● **Exercise requirements**:
If a line below includes the string "factor", copy it.

● **Records for the exercise**:
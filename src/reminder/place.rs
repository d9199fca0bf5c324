use std::ops::Range;
use std::sync::Arc;

use once_cell::sync::Lazy;
use regex::Regex;
use tracing::debug;

use super::favorites::{FavoriteResolver, NoFavorites};
use super::label::{blank_spans, clean_label, sanitize, trigger_spans};
use super::types::{
    PlaceQuery, PlaceReminder, Transition, DEFAULT_COOLDOWN_MINUTES, DEFAULT_RADIUS_METERS,
};
use crate::lexicon::normalize_for_key;

fn regex_list(patterns: &[&str]) -> Vec<Regex> {
    patterns
        .iter()
        .map(|p| Regex::new(p).expect("valid regex"))
        .collect()
}

static ENTER: Lazy<Vec<Regex>> = Lazy::new(|| {
    regex_list(&[
        r"(?i)\b(?:quand|lorsque|d[èe]s\s+que)\s+(?:j'?\s*arrive|je\s+rentre|je\s+reviens|j'?\s*entre|je\s+suis|je\s+serai)\b",
        r"(?i)\ben\s+(?:arrivant|rentrant)\b",
        r"(?i)(?:\b|^)(?:à|a)\s+l'\s*arriv[ée]e\b",
    ])
});
static EXIT: Lazy<Vec<Regex>> = Lazy::new(|| {
    regex_list(&[
        r"(?i)\b(?:quand|lorsque|d[èe]s\s+que)\s+(?:je\s+pars|je\s+quitte|je\s+sors|je\s+m'en\s+vais)\b",
        r"(?i)\bau\s+d[ée]part\b",
        r"(?i)(?:\b|^)(?:à|a)\s+mon\s+d[ée]part\b",
        r"(?i)\ben\s+(?:partant|quittant|sortant)\b",
    ])
});

static RADIUS: Lazy<Regex> = Lazy::new(|| {
    Regex::new(
        r"(?i)\bdans\s+un\s+rayon\s+de\s*(?P<n>\d+)\s*(?P<unit>km|kilom[èe]tres?|m[èe]tres?|m)\b",
    )
    .expect("valid regex")
});
static COOLDOWN: Lazy<Regex> = Lazy::new(|| {
    Regex::new(r"(?i)\b(?:d[ée]lai(?:\s+de)?|attends?|attendre)\s*(?P<n>\d+)\s*min(?:ute)?s?\b")
        .expect("valid regex")
});
static COOLDOWN_ALT: Lazy<Regex> = Lazy::new(|| {
    Regex::new(r"(?i)\bpas\s+plus\s+d'\s*une\s+fois\s+toutes\s+les\s*(?P<n>\d+)\s*min(?:ute)?s?\b")
        .expect("valid regex")
});
static EVERY_TIME: Lazy<Regex> = Lazy::new(|| {
    Regex::new(r"(?i)(?:(?:\b|^)(?:à|a)\s*chaque\s+fois\b|\btoujours\b)").expect("valid regex")
});

static CURRENT_LOCATION: Lazy<Regex> = Lazy::new(|| {
    Regex::new(
        r"(?i)(?:\bd'\s*ici\b|\bici(?:\s+m[êe]me)?\b|\bma\s+(?:position|localisation)(?:\s+actuelle)?\b|\b(?:position|localisation)\s+actuelle\b|\b(?:l[àa]\s+)?o[ùu]\s+je\s+suis\b|\bsur\s+place\b)",
    )
    .expect("valid regex")
});
/// Locatives accepted before the transition. Bare `a` is left out there
/// since it is usually the verb.
static LEFT_LOCATIVE: Lazy<Regex> = Lazy::new(|| {
    Regex::new(r"(?i)(?:\b|^)(?:à|au|aux|chez|pr[èe]s\s+de|vers|devant)\s+\S").expect("valid regex")
});
static CLAUSE_END: Lazy<Regex> = Lazy::new(|| Regex::new(r"[,.;!?]").expect("valid regex"));
static LEADING_PREPOSITION: Lazy<Regex> = Lazy::new(|| {
    Regex::new(r"(?i)^(?:(?:pr[èe]s\s+de|à|a|au|aux|de|du|des|vers|devant)\s+|d'\s*)")
        .expect("valid regex")
});
static LEADING_ARTICLE: Lazy<Regex> =
    Lazy::new(|| Regex::new(r"^(?:(?:le|la|les|un|une|chez)\s+|l')").expect("valid regex"));
/// Where a trailing action starts inside the place clause.
static ACTION_CONNECTOR: Lazy<Regex> =
    Lazy::new(|| Regex::new(r"(?i)\s+(?:de\s+|d'|pour\s+)").expect("valid regex"));
static LABEL_CONNECTOR: Lazy<Regex> =
    Lazy::new(|| Regex::new(r"(?i)^\s*(?:d'|de\s+|à\s+)").expect("valid regex"));

#[derive(Debug, Clone, Copy, Default)]
struct Options {
    radius_meters: Option<u32>,
    cooldown_minutes: Option<u32>,
    every_time: bool,
}

/// Parses geofence reminders such as `rappelle-moi d'acheter du pain quand
/// j'arrive ici`.
#[derive(Clone)]
pub struct PlaceParser {
    resolver: Arc<dyn FavoriteResolver>,
}

impl Default for PlaceParser {
    fn default() -> Self {
        Self::new(Arc::new(NoFavorites))
    }
}

impl PlaceParser {
    pub fn new(resolver: Arc<dyn FavoriteResolver>) -> Self {
        Self { resolver }
    }

    /// `None` without a transition phrase, a place or a label.
    pub fn parse(&self, text: &str) -> Option<PlaceReminder> {
        if text.trim().is_empty() {
            return None;
        }
        let text = sanitize(text);
        let (transition, transition_span) = find_transition(&text)?;

        let (options, option_spans) = extract_options(&text);
        let triggers = trigger_spans(&text);

        let mut masked_spans = option_spans.clone();
        masked_spans.extend(triggers.iter().cloned());
        let masked = blank_spans(&text, &masked_spans);

        let mut removed = masked_spans;
        removed.push(transition_span.clone());

        let mut place_span = right_clause(&masked, &triggers, transition_span.end)
            .or_else(|| left_locative(&masked, transition_span.start))?;

        let label_of = |place: &Range<usize>| {
            let mut spans = removed.clone();
            spans.push(place.clone());
            let residue = blank_spans(&text, &spans);
            clean_label(&LABEL_CONNECTOR.replace(residue.trim(), ""))
        };

        let label = match label_of(&place_span) {
            Some(label) => label,
            None => {
                // the action may trail the place: "à la maison de sortir le chien"
                let region = &masked[place_span.clone()];
                let cut = ACTION_CONNECTOR.find(region)?;
                place_span = place_span.start..place_span.start + cut.start();
                label_of(&place_span)?
            }
        };

        let region = masked[place_span].trim();
        let spoken = LEADING_PREPOSITION.replace(region, "").trim().to_string();
        if spoken.is_empty() {
            return None;
        }

        let reminder = self.resolve(transition, &spoken, options, label);
        debug!(
            ?transition,
            spoken = %spoken,
            query = ?reminder.query,
            radius = reminder.radius_meters,
            cooldown = reminder.cooldown_minutes,
            every_time = reminder.every_time,
            "place parse"
        );
        Some(reminder)
    }

    fn resolve(&self, transition: Transition, spoken: &str, options: Options, label: String) -> PlaceReminder {
        let radius = options.radius_meters;
        let cooldown = options.cooldown_minutes;

        if CURRENT_LOCATION.is_match(spoken) {
            return PlaceReminder {
                transition,
                query: PlaceQuery::CurrentLocation,
                radius_meters: radius.unwrap_or(DEFAULT_RADIUS_METERS),
                cooldown_minutes: cooldown.unwrap_or(DEFAULT_COOLDOWN_MINUTES),
                every_time: options.every_time,
                label,
            };
        }

        let cleaned = cleaned_phrase(spoken);
        let favorite = (!cleaned.is_empty())
            .then(|| self.resolver.resolve(&cleaned))
            .flatten()
            .or_else(|| self.resolver.resolve(&spoken.to_lowercase()));
        debug!(cleaned = %cleaned, matched = favorite.is_some(), "favorite lookup");

        match favorite {
            Some(fav) => PlaceReminder {
                transition,
                query: PlaceQuery::Favorite {
                    id: fav.id,
                    lat: fav.lat,
                    lon: fav.lon,
                    spoken_form: spoken.to_string(),
                },
                radius_meters: radius.unwrap_or(fav.default_radius_meters),
                cooldown_minutes: cooldown.unwrap_or(fav.default_cooldown_minutes),
                every_time: options.every_time || fav.default_every_time,
                label,
            },
            None => PlaceReminder {
                transition,
                query: PlaceQuery::FreeText {
                    text: spoken.to_string(),
                },
                radius_meters: radius.unwrap_or(DEFAULT_RADIUS_METERS),
                cooldown_minutes: cooldown.unwrap_or(DEFAULT_COOLDOWN_MINUTES),
                every_time: options.every_time,
                label,
            },
        }
    }
}

/// Earliest ENTER or EXIT phrase.
fn find_transition(text: &str) -> Option<(Transition, Range<usize>)> {
    let enter = ENTER.iter().map(|re| (Transition::Enter, re));
    let exit = EXIT.iter().map(|re| (Transition::Exit, re));
    enter
        .chain(exit)
        .filter_map(|(t, re)| re.find(text).map(|m| (t, m.range())))
        .min_by_key(|(_, r)| r.start)
}

fn extract_options(text: &str) -> (Options, Vec<Range<usize>>) {
    let mut options = Options::default();
    let mut spans = Vec::new();

    if let Some(caps) = RADIUS.captures(text) {
        let n: Option<u32> = caps["n"].parse().ok();
        let unit = caps["unit"].to_lowercase();
        let factor = if unit.starts_with('k') { 1000 } else { 1 };
        options.radius_meters = n.map(|n| n.saturating_mul(factor));
        spans.extend(caps.get(0).map(|m| m.range()));
    }
    if let Some(caps) = COOLDOWN.captures(text) {
        options.cooldown_minutes = caps["n"].parse().ok();
        spans.extend(caps.get(0).map(|m| m.range()));
    }
    if let Some(caps) = COOLDOWN_ALT.captures(text) {
        options.cooldown_minutes = caps["n"].parse().ok().or(options.cooldown_minutes);
        spans.extend(caps.get(0).map(|m| m.range()));
    }
    for m in EVERY_TIME.find_iter(text) {
        options.every_time = true;
        spans.push(m.range());
    }
    (options, spans)
}

/// Clause after the transition, cut at punctuation or at the next trigger.
fn right_clause(masked: &str, triggers: &[Range<usize>], from: usize) -> Option<Range<usize>> {
    let rest = masked.get(from..)?;
    let mut end = CLAUSE_END
        .find(rest)
        .map_or(masked.len(), |m| from + m.start());
    if let Some(t) = triggers.iter().filter(|t| t.start >= from).map(|t| t.start).min() {
        end = end.min(t);
    }
    let clause = &masked[from..end];
    let lead = clause.len() - clause.trim_start().len();
    let trail = clause.len() - clause.trim_end().len();
    let span = from + lead..end - trail;
    (!span.is_empty()).then_some(span)
}

/// Last locative phrase before the transition.
fn left_locative(masked: &str, until: usize) -> Option<Range<usize>> {
    let left = masked.get(..until)?;
    let start = LEFT_LOCATIVE.find_iter(left).last()?.start();
    let region = left[start..].trim_end();
    let region = region.trim_end_matches([',', ';', '.']);
    let lead = left[start..].len() - left[start..].trim_start().len();
    let span = start + lead..start + region.len();
    (!span.is_empty()).then_some(span)
}

/// Normalized phrase without leading articles or `chez`.
fn cleaned_phrase(spoken: &str) -> String {
    let mut phrase = normalize_for_key(spoken);
    loop {
        let stripped = LEADING_ARTICLE.replace(&phrase, "").trim().to_string();
        if stripped == phrase {
            return phrase;
        }
        phrase = stripped;
    }
}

● **Final answer**:
        let factor = if unit.starts_with('k') { 1000 } else { 1 };
        options.radius_meters = n.map(|n| n.saturating_mul(factor));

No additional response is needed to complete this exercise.